From the very beginning, the reasoning behind the decision to flip a classroom should be communicated to students and parents alike. This way, they can make the most of the process and avoid confusion about the goals of the course. The administration needs to understand and agree with the idea, too. It only takes one person in the network who doesn’t understand to cause difficulties later on, so clear and concise communication is paramount. In addition, teachers should introduce this change at the start of a semester, as a mid-semester change can alienate students.

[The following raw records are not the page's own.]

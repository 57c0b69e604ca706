//! Gemeinsamer Server-Zustand fuer den Signaling-Service
//!
//! Haelt alle geteilten Zustands-Manager, die sicher zwischen tokio-Tasks
//! geteilt werden koennen.

use notruf_observability::NotrufMetrics;
use std::sync::Arc;
use std::time::Instant;
use tokio::sync::Semaphore;

use crate::broadcast::{EventBroadcaster, SEND_QUEUE_GROESSE};
use crate::call_session::CallSessions;
use crate::presence::PresenceRegistry;

/// Konfiguration fuer den Signaling-Service
#[derive(Debug, Clone)]
pub struct SignalingConfig {
    /// Anzeigename des Servers (nur fuer Logs)
    pub server_name: String,
    /// Maximale gleichzeitige WebSocket-Verbindungen
    pub max_clients: usize,
    /// Intervall fuer WebSocket-Pings in Sekunden (0 = aus)
    pub keepalive_sek: u64,
    /// Kapazitaet der Send-Queue pro Verbindung
    pub send_queue_groesse: usize,
    /// Maximale Groesse einer eingehenden Nachricht in Bytes
    pub max_nachrichten_groesse: usize,
    /// Anrufschritte gegen offene Sitzungen pruefen statt blind weiterleiten
    pub strikte_anrufe: bool,
}

impl Default for SignalingConfig {
    fn default() -> Self {
        Self {
            server_name: "Notruf Leitstelle".to_string(),
            max_clients: 512,
            keepalive_sek: 25,
            send_queue_groesse: SEND_QUEUE_GROESSE,
            max_nachrichten_groesse: notruf_protocol::events::MAX_NACHRICHTEN_GROESSE,
            strikte_anrufe: false,
        }
    }
}

/// Gemeinsamer Server-Zustand (thread-safe, Arc-geteilt)
pub struct SignalingState {
    /// Server-Konfiguration
    pub config: Arc<SignalingConfig>,
    /// Presence-Registry (wer ist ueber welche Verbindung erreichbar)
    pub presence: PresenceRegistry,
    /// Event-Broadcaster (Ereignisse an Verbindungen senden)
    pub broadcaster: EventBroadcaster,
    /// Offene Anrufsitzungen (nur bei `strikte_anrufe` befuellt)
    pub anrufe: CallSessions,
    /// Freie Verbindungsplaetze (`max_clients` Permits)
    pub verbindungs_plaetze: Arc<Semaphore>,
    /// Prometheus-Metriken
    pub metriken: NotrufMetrics,
    /// Startzeitpunkt des Servers (fuer Uptime-Berechnung)
    pub start_time: Instant,
}

impl SignalingState {
    /// Erstellt einen neuen SignalingState
    pub fn neu(config: SignalingConfig, metriken: NotrufMetrics) -> Arc<Self> {
        let broadcaster = EventBroadcaster::mit_queue_groesse(config.send_queue_groesse);
        let verbindungs_plaetze = Arc::new(Semaphore::new(config.max_clients));
        Arc::new(Self {
            config: Arc::new(config),
            presence: PresenceRegistry::neu(),
            broadcaster,
            anrufe: CallSessions::neu(),
            verbindungs_plaetze,
            metriken,
            start_time: Instant::now(),
        })
    }

    /// Gibt die Uptime in Sekunden zurueck
    pub fn uptime_sek(&self) -> u64 {
        self.start_time.elapsed().as_secs()
    }
}
//! Gemeinsame Identifikationstypen fuer Notruf
//!
//! IDs verwenden das Newtype-Pattern um Verwechslungen mit den frei
//! gewaehlten User-IDs der Clients (einfache Strings) zur Compilezeit
//! auszuschliessen.

use serde::{Deserialize, Serialize};
use std::str::FromStr;
use uuid::Uuid;

use crate::error::NotrufError;

/// Opakes Handle einer einzelnen WebSocket-Verbindung
///
/// Wird beim Verbindungsaufbau vergeben und dem Client per `me` mitgeteilt.
/// Clients adressieren Signaling-Nachrichten ueber dieses Handle, deshalb
/// ist die Textform die nackte UUID.
#[derive(Debug, Clone, Copy, PartialEq, Eq, Hash, PartialOrd, Ord, Serialize, Deserialize)]
#[serde(transparent)]
pub struct VerbindungsId(pub Uuid);

impl VerbindungsId {
    /// Erstellt eine neue zufaellige VerbindungsId
    pub fn new() -> Self {
        Self(Uuid::new_v4())
    }
}

impl Default for VerbindungsId {
    fn default() -> Self {
        Self::new()
    }
}

impl std::fmt::Display for VerbindungsId {
    fn fmt(&self, f: &mut std::fmt::Formatter<'_>) -> std::fmt::Result {
        write!(f, "{}", self.0)
    }
}

impl FromStr for VerbindungsId {
    type Err = NotrufError;

    fn from_str(s: &str) -> Result<Self, Self::Err> {
        Uuid::parse_str(s.trim())
            .map(Self)
            .map_err(|_| NotrufError::UngueltigesHandle(s.trim().to_string()))
    }
}
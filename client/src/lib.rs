//! # Frag Log Client Library
//!
//! Command-line side of the frag log service. It sends match queries to a
//! running server and renders the replies.
//!
//! ## Module Organization
//!
//! ### Network Module (`network`)
//! `QueryClient` wraps a UDP socket:
//! - one request per call, tagged with a fresh request id
//! - waits for the reply carrying that id, up to a timeout
//! - ignores stray or undecodable datagrams
//!
//! ### Output Module (`output`)
//! Renders reports as aligned text or pretty JSON.
//!
//! ## Usage Example
//!
//! ```rust,no_run
//! use client::network::QueryClient;
//! use std::time::Duration;
//!
//! #[tokio::main]
//! async fn main() -> Result<(), Box<dyn std::error::Error>> {
//!     let mut client = QueryClient::new("127.0.0.1:27960", Duration::from_secs(2)).await?;
//!
//!     match client.find_match("game_1").await? {
//!         Some(report) => print!("{}", client::output::render_report(&report)),
//!         None => println!("Match 'game_1' not found."),
//!     }
//!     Ok(())
//! }
//! ```

pub mod network;
pub mod output;
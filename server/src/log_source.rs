//! Where log lines come from
//!
//! The reducer itself cannot fail; reading the log can. A `LineSource` is
//! re-read on every query so each query works on its own snapshot.

use crate::reducer::{find_match, list_matches};
use log::debug;
use shared::MatchReport;
use std::fs;
use std::io;
use std::path::{Path, PathBuf};

#[derive(Debug, thiserror::Error)]
pub enum LogSourceError {
    #[error("log file not found at {}", path.display())]
    NotFound { path: PathBuf },

    #[error("failed to read log file {}", path.display())]
    Io {
        path: PathBuf,
        #[source]
        source: io::Error,
    },
}

/// Supplies the full, ordered set of raw log lines
pub trait LineSource: Send + Sync {
    fn read_lines(&self) -> Result<Vec<String>, LogSourceError>;
}

/// Log file on disk, read in full on every call
#[derive(Debug, Clone)]
pub struct FileLogSource {
    path: PathBuf,
}

impl FileLogSource {
    pub fn new(path: impl Into<PathBuf>) -> Self {
        Self { path: path.into() }
    }

    pub fn path(&self) -> &Path {
        &self.path
    }
}

impl LineSource for FileLogSource {
    fn read_lines(&self) -> Result<Vec<String>, LogSourceError> {
        if !self.path.is_file() {
            return Err(LogSourceError::NotFound {
                path: self.path.clone(),
            });
        }

        // Server logs are not guaranteed to be valid UTF-8
        let bytes = fs::read(&self.path).map_err(|source| LogSourceError::Io {
            path: self.path.clone(),
            source,
        })?;
        let text = String::from_utf8_lossy(&bytes);

        let lines: Vec<String> = text.lines().map(str::to_owned).collect();
        debug!("Read {} lines from {}", lines.len(), self.path.display());
        Ok(lines)
    }
}

/// Log held in memory
#[derive(Debug, Clone, Default)]
pub struct MemoryLogSource {
    lines: Vec<String>,
}

impl MemoryLogSource {
    pub fn new(text: &str) -> Self {
        Self {
            lines: text.lines().map(str::to_owned).collect(),
        }
    }
}

impl LineSource for MemoryLogSource {
    fn read_lines(&self) -> Result<Vec<String>, LogSourceError> {
        Ok(self.lines.clone())
    }
}

pub fn list_matches_from(source: &dyn LineSource) -> Result<Vec<MatchReport>, LogSourceError> {
    let lines = source.read_lines()?;
    Ok(list_matches(&lines))
}

pub fn find_match_from(
    source: &dyn LineSource,
    name: &str,
) -> Result<Option<MatchReport>, LogSourceError> {
    let lines = source.read_lines()?;
    Ok(find_match(&lines, name))
}

#[cfg(test)]
mod tests {
    use super::*;
    use std::io::Write;
    use tempfile::NamedTempFile;

    const SAMPLE_LOG: &str = "  0:00 ------------------------------------------------------------
  0:00 InitGame: \\sv_floodProtect\\1\\sv_maxPing\\0
  0:25 ClientConnect: 2
  1:08 Kill: 3 2 6: Isgalamido killed Mocinha by MOD_ROCKET
  1:26 Kill: 1022 4 22: <world> killed Zeh by MOD_TRIGGER_HURT
  1:47 ShutdownGame:
  0:00 InitGame: \\sv_floodProtect\\1
  2:00 Kill: 2 3 7: Mocinha killed Isgalamido by MOD_ROCKET_SPLASH
";

    fn write_log(content: &str) -> NamedTempFile {
        let mut file = NamedTempFile::new().unwrap();
        file.write_all(content.as_bytes()).unwrap();
        file
    }

    #[test]
    fn test_file_source_reads_lines() {
        let file = write_log(SAMPLE_LOG);
        let source = FileLogSource::new(file.path());

        let lines = source.read_lines().unwrap();
        assert_eq!(lines.len(), 8);
        assert!(lines[1].contains("InitGame"));
    }

    #[test]
    fn test_file_source_missing_file() {
        let dir = tempfile::tempdir().unwrap();
        let missing = dir.path().join("no_such_games.log");
        let source = FileLogSource::new(&missing);

        let err = source.read_lines().unwrap_err();
        assert!(matches!(err, LogSourceError::NotFound { .. }));
        assert!(err.to_string().contains("log file not found at"));
    }

    #[test]
    fn test_file_source_rejects_directory() {
        let dir = tempfile::tempdir().unwrap();
        let source = FileLogSource::new(dir.path());
        assert!(matches!(
            source.read_lines(),
            Err(LogSourceError::NotFound { .. })
        ));
    }

    #[test]
    fn test_file_source_tolerates_invalid_utf8() {
        let mut file = NamedTempFile::new().unwrap();
        file.write_all(b"  0:00 InitGame:\n  0:01 Kill: 2 3 6: Jo\xe3o killed Zeh by MOD_ROCKET\n")
            .unwrap();

        let reports = list_matches_from(&FileLogSource::new(file.path())).unwrap();
        assert_eq!(reports.len(), 1);
        assert_eq!(reports[0].total_kills, 1);
        assert_eq!(reports[0].score("Zeh"), Some(0));
    }

    #[test]
    fn test_list_matches_from_file() {
        let file = write_log(SAMPLE_LOG);
        let reports = list_matches_from(&FileLogSource::new(file.path())).unwrap();

        assert_eq!(reports.len(), 2);
        assert_eq!(reports[0].total_kills, 2);
        assert_eq!(reports[0].score("Isgalamido"), Some(1));
        assert_eq!(reports[0].score("Zeh"), Some(-1));
        assert_eq!(reports[1].total_kills, 1);
    }

    #[test]
    fn test_find_match_from_memory() {
        let source = MemoryLogSource::new(SAMPLE_LOG);

        let report = find_match_from(&source, "GAME_2").unwrap().unwrap();
        assert_eq!(report.name, "game_2");
        assert_eq!(report.score("Mocinha"), Some(1));

        assert_eq!(find_match_from(&source, "game_5").unwrap(), None);
    }

    #[test]
    fn test_source_error_propagates() {
        let source = FileLogSource::new("/definitely/not/here/games.log");
        assert!(list_matches_from(&source).is_err());
        assert!(find_match_from(&source, "game_1").is_err());
    }

    #[test]
    fn test_repeated_reads_are_independent() {
        let source = MemoryLogSource::new(SAMPLE_LOG);
        let first = list_matches_from(&source).unwrap();
        let second = list_matches_from(&source).unwrap();
        assert_eq!(first, second);
    }
}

On the teacher’s side, preparation takes center stage. In-class activities require planning and troubleshooting. Similarly, creating video lectures ready to view online may also prove more time-consuming that it seems at first glance. Teachers need a head start to make sure they don’t get overwhelmed by video production and editing as the semester progresses.
As the weeks and months go by, student feedback will become essential. The teacher will have to make adjustments according to how the students in a given class respond to the material and presentation. After all, this style of class should focus on the more collaborative elements it can provide.
In one case study, a teacher failed to flip the classroom from the start, which caused tension among students who approved and those who disapproved of the system. While the system eventually came together and pleased the students, the transition would have been easier had it been introduced from the beginning. In the end, most of her students saw the value of flipping the classroom.
This same teacher also highlighted some of logistical problems within a traditional classroom when attempting to make this transition. As lecture no longer remains a goal in class, interaction becomes the focus. In light of this, traditional classroom furniture often hinders the teacher’s ability to physically locate students where they want.
Many teachers find that small uniquely shaped group tables encourage interaction compared to standard school furniture. Others prefer multi-purpose Motion or adjustable height Influence tables to create classroom flexibility, so the room layout can be changed depending on the task at hand. Whichever option teachers choose, they should take into consideration the dynamic and ever-changing needs students will have as they undertake this new approach to learning.